Simple. How else do you know it works. The only really valid test of an image is restoring it. Secondly when you really need, and I mean need to restore an image you are going to be under stress. Not the time to wonder, or learn your restore process. If you've already done a bunch of restores, you will be confident that it will work. Pete PS Done say validating an image is enough, it simply isn't
I'm so relieved to see no failed backup/restore responses! Dropped all my other redundant backup apps Acronis, Macrium, AX64 etc. Except Drive Snapshot, the lone survivor. IFW+DS FTW
Which route did you take on Macrium (full only, incre or diffs)? I only used incrementals for all those like I mentioned in above post (all failed). Will try Macrium full/diffs next time if either IFW or DS ever fail, which at this point looks to be never lol
Baseline full backups were always good for me too, but incrementals as they were built up to sky high in volumes would break at some point 50-200 increments, at least for me. Incrementals probably were not intended to be used that way, fine in short chains something like 5-20 links. Safety in high volumes, diffs is the way to go like Brian says only 2 possible fail points instead of 50-200 lol (I learned the hard way without any research from the start). Or all Full if you have the room.

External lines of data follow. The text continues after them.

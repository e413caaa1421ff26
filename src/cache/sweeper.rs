//! Background TTL sweeper.

use std::sync::Arc;
use std::time::Duration;

use tokio::sync::watch;
use tokio::task::JoinHandle;
use tracing::{debug, info};

use crate::cache::manager::ContextCacheManager;

/// Handle on a running sweeper. Dropping it does not stop the task; call
/// [`shutdown`](SweeperHandle::shutdown).
pub struct SweeperHandle {
    stop: watch::Sender<bool>,
    task: JoinHandle<()>,
}

impl SweeperHandle {
    /// Stop the sweeper and wait for the current round to finish.
    pub async fn shutdown(self) {
        let _ = self.stop.send(true);
        let _ = self.task.await;
    }
}

/// Run `evict_expired` every `interval` until shut down.
pub fn spawn_ttl_sweeper(cache: Arc<ContextCacheManager>, interval: Duration) -> SweeperHandle {
    let (stop, mut stopped) = watch::channel(false);
    let task = tokio::spawn(async move {
        let mut ticker = tokio::time::interval(interval);
        ticker.set_missed_tick_behavior(tokio::time::MissedTickBehavior::Delay);
        // The first tick completes immediately.
        ticker.tick().await;

        info!(interval_secs = interval.as_secs_f64(), "TTL sweeper started");
        loop {
            tokio::select! {
                _ = ticker.tick() => {
                    let removed = cache.evict_expired().await;
                    debug!(removed, "TTL sweep");
                }
                changed = stopped.changed() => {
                    if changed.is_err() || *stopped.borrow() {
                        break;
                    }
                }
            }
        }
        info!("TTL sweeper stopped");
    });
    SweeperHandle { stop, task }
}
#[tokio::test]
async fn test_sweeper_evicts_expired_contexts() {
    let h = harness(test_config());
    h.load("m").await;
    let ctx = h
        .service
        .ingest
        .ingest(IngestRequest {
            content: common::document(10),
            model_id: "m".into(),
            name: None,
            ttl_seconds: Some(1),
            reuse_existing: false,
        })
        .await
        .unwrap()
        .context;

    let sweeper = spawn_ttl_sweeper(h.service.cache.clone(), Duration::from_millis(100));
    tokio::time::sleep(Duration::from_millis(1600)).await;
    sweeper.shutdown().await;

    assert!(h.service.cache.get(&ctx.context_id).is_err());
    assert!(!h.storage.contains(&ctx.context_id));
}

#[tokio::test]
async fn test_queries_are_model_scoped() {
    let h = harness(test_config());
    h.load("a").await;
    h.load("b").await;
    let ctx = h.ingest("a", 40).await;

    let none_active = h.service.query.query(query(&ctx.context_id, None)).await.unwrap_err();
    assert!(matches!(none_active, CoreError::ModelNotLoaded(_)));

    h.service.scheduler.switch("b").unwrap();
    let mismatch = h.service.query.query(query(&ctx.context_id, None)).await.unwrap_err();
    assert!(matches!(mismatch, CoreError::ModelMismatch { .. }));

    let explicit = h
        .service
        .query
        .query(query(&ctx.context_id, Some("a")))
        .await
        .unwrap();
    assert_eq!(explicit.model_id, "a");
    assert!(explicit.cache_hit);

    // The mismatch did not count as a lookup.
    assert_eq!(h.service.cache.stats().queries, 1);
}

#[tokio::test]
async fn test_corrupt_blob_is_reported_and_entry_stays_cold() {
    let h = harness(test_config());
    h.load("m").await;
    let ctx = h.ingest("m", 80).await;
    let cache = &h.service.cache;

    cache.demote(&ctx.context_id, Tier::Cold).await.unwrap();
    assert!(h.storage.corrupt(&ctx.context_id));

    let err = cache.promote(&ctx.context_id, Tier::Hot).await.unwrap_err();
    assert!(err.is_corruption(), "unexpected error: {err}");
    assert_eq!(cache.get(&ctx.context_id).unwrap().tier, Tier::Cold);
    assert_eq!(cache.stats().hot.entries, 0);
    assert_eq!(cache.stats().cold.entries, 1);
}

#[tokio::test]
async fn test_failed_read_leaves_entry_cold_until_storage_recovers() {
    let h = harness(test_config());
    h.load("m").await;
    let ctx = h.ingest("m", 80).await;
    let cache = &h.service.cache;
    cache.demote(&ctx.context_id, Tier::Cold).await.unwrap();

    h.storage.set_fail_reads(true);
    let err = h
        .service
        .query
        .query(query(&ctx.context_id, Some("m")))
        .await
        .unwrap_err();
    assert!(matches!(err, CoreError::StorageFailure(_)));
    assert_eq!(cache.get(&ctx.context_id).unwrap().tier, Tier::Cold);

    h.storage.set_fail_reads(false);
    let ok = h
        .service
        .query
        .query(query(&ctx.context_id, Some("m")))
        .await
        .unwrap();
    assert!(!ok.cache_hit);
    assert_eq!(cache.get(&ctx.context_id).unwrap().tier, Tier::Hot);
}

#[tokio::test]
async fn test_failed_durable_write_blocks_demotion_to_cold() {
    let h = harness(test_config());
    h.load("m").await;
    h.storage.set_fail_writes(true);
    let ctx = h.ingest("m", 30).await;
    h.service.cache.flush().await;

    let err = h
        .service
        .cache
        .demote(&ctx.context_id, Tier::Cold)
        .await
        .unwrap_err();
    assert!(matches!(err, CoreError::StorageFailure(_)));
    assert_eq!(h.service.cache.get(&ctx.context_id).unwrap().tier, Tier::Hot);

    h.storage.set_fail_writes(false);
    let info = h
        .service
        .cache
        .demote(&ctx.context_id, Tier::Cold)
        .await
        .unwrap();
    assert_eq!(info.tier, Tier::Cold);
    assert!(h.storage.contains(&ctx.context_id));
}

#[tokio::test]
async fn test_delete_releases_tier_and_storage() {
    let h = harness(test_config());
    h.load("m").await;
    let ctx = h.ingest("m", 30).await;
    h.service.cache.flush().await;

    h.service.cache.delete(&ctx.context_id).await.unwrap();
    assert!(h.service.cache.is_empty());
    assert!(!h.storage.contains(&ctx.context_id));
    assert_eq!(h.service.cache.stats().hot.bytes, 0);
    assert_eq!(h.service.cache.device().used(), 0);

    let again = h.service.cache.delete(&ctx.context_id).await.unwrap_err();
    assert!(matches!(again, CoreError::ContextNotFound(_)));
}

#[tokio::test]
async fn test_delete_waits_for_pending_write() {
    let h = harness(test_config());
    h.load("m").await;
    h.storage.set_write_delay(Duration::from_millis(200));
    let ctx = h.ingest("m", 30).await;

    h.service.cache.delete(&ctx.context_id).await.unwrap();
    assert!(!h.storage.contains(&ctx.context_id));
}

Putting 10-20 hard cap limits on incrementals and forcing you start a new set or at least a warning when you take them would be nice on all backup apps. Fail just waiting to happen, even if you don't push it to its limits like I did. Ax64 thread alone has enough sample cases. No problems with 67 diffs for IFW so far on this test run, 100 is my goal and plenty enough for me. Just under 500 diffs on DS, will be trimmed down to 100 as well.
Doesn't have to be that way. WHen I was running Shadowprotect continuous incrementals, I test restored thru a chain of over 100 incrementals. Took a bit longer but worked fine. Pete
In my case all incre sets failed also don't recall any slow downs when I used incre 10's or 100's. But then again I always upgarde to latest top end stuff when they get released CPU/mobo/ram/vid cards, no hard drives only use SSD's etc.